PROBLEM STATEMENT
If a line in the records below holds the word "AlgorithmIdentifierOwned", copy it.

--- START ---

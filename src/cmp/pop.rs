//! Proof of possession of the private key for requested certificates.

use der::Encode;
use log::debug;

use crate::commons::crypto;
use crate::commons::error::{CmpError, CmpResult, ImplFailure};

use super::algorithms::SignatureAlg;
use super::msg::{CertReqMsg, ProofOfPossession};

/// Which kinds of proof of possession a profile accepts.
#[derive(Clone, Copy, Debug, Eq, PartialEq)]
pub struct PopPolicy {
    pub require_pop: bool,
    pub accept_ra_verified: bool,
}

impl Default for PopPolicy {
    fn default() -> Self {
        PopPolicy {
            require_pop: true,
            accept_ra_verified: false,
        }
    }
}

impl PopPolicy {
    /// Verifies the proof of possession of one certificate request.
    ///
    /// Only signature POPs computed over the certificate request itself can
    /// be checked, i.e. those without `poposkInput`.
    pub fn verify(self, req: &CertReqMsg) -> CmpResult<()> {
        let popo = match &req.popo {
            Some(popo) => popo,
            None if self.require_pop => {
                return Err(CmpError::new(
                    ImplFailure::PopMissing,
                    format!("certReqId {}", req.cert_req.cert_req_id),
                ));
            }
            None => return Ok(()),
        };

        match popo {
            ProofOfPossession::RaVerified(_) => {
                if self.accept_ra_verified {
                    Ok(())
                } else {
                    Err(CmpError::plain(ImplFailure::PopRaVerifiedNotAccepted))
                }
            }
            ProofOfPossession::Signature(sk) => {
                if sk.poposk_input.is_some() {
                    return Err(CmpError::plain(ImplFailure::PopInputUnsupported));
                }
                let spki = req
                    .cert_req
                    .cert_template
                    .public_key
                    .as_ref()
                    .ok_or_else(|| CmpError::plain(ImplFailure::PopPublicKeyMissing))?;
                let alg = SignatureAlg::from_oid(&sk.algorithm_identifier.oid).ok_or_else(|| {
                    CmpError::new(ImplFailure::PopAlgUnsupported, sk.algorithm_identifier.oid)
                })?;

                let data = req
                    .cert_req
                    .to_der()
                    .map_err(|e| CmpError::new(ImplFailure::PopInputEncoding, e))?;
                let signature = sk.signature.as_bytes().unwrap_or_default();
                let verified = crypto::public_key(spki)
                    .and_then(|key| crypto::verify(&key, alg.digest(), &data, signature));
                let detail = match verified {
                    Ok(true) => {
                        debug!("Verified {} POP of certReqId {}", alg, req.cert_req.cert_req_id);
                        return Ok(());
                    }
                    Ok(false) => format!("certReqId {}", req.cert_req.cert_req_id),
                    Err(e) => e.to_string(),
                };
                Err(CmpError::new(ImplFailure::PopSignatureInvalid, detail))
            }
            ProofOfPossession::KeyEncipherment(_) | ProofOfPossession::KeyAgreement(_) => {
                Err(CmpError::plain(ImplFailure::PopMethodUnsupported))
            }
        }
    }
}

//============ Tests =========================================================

--- END ---
--- START ---

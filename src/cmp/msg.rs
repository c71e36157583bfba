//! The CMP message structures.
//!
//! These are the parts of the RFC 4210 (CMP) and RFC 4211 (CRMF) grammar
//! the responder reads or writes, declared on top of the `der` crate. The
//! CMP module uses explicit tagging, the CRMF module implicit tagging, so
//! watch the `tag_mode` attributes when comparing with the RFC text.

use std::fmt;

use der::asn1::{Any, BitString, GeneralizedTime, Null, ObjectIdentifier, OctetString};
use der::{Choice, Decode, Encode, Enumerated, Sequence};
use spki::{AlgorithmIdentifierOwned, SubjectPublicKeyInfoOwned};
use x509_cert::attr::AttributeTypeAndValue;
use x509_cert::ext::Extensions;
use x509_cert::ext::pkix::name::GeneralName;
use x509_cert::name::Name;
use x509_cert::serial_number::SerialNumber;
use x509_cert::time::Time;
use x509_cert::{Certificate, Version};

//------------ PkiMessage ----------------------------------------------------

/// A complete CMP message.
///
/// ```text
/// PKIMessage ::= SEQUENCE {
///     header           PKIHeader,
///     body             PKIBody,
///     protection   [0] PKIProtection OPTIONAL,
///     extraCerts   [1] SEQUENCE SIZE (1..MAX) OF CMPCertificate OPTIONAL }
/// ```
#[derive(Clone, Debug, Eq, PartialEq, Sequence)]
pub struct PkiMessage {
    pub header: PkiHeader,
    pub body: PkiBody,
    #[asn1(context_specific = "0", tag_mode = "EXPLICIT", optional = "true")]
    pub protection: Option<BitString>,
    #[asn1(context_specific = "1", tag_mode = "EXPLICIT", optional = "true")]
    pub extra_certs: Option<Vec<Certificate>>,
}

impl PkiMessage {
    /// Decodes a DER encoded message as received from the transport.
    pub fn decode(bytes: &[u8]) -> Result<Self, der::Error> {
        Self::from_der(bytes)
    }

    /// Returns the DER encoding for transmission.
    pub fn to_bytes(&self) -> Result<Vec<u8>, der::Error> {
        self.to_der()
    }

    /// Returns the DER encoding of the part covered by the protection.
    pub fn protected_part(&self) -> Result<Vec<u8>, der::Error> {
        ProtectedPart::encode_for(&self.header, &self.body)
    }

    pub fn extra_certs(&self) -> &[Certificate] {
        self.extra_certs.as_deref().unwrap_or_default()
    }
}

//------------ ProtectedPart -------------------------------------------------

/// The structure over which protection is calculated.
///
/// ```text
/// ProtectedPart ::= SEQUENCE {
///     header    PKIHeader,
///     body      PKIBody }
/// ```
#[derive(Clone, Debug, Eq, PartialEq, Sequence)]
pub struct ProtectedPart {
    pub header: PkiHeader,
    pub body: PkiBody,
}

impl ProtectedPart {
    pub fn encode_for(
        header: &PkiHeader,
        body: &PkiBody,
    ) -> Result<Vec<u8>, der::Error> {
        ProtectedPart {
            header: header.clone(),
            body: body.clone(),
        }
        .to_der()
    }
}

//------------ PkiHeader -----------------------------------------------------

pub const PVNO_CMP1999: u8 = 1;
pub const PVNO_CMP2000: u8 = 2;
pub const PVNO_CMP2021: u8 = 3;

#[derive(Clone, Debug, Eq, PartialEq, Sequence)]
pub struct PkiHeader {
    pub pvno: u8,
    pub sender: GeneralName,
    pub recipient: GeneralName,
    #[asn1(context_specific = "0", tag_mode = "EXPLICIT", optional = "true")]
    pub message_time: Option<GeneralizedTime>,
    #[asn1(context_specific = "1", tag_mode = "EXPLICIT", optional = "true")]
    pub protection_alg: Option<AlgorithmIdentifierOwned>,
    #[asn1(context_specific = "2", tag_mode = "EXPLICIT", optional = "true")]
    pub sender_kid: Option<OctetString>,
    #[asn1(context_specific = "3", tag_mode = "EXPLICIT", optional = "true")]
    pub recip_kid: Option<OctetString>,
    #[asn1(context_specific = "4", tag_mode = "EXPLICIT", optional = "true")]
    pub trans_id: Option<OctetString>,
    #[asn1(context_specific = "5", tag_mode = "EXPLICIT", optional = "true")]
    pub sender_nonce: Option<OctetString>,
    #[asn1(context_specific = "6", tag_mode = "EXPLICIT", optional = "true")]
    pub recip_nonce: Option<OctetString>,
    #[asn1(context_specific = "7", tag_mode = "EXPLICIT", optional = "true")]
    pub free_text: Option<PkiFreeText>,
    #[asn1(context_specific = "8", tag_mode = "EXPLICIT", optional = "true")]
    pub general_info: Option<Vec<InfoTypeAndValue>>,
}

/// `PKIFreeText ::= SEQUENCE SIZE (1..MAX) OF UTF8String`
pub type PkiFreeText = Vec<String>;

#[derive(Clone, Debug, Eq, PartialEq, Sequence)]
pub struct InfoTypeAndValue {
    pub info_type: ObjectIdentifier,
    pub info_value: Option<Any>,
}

--- END ---

SOLUTION TO THIS TASK
use spki::{AlgorithmIdentifierOwned, SubjectPublicKeyInfoOwned};
    pub protection_alg: Option<AlgorithmIdentifierOwned>,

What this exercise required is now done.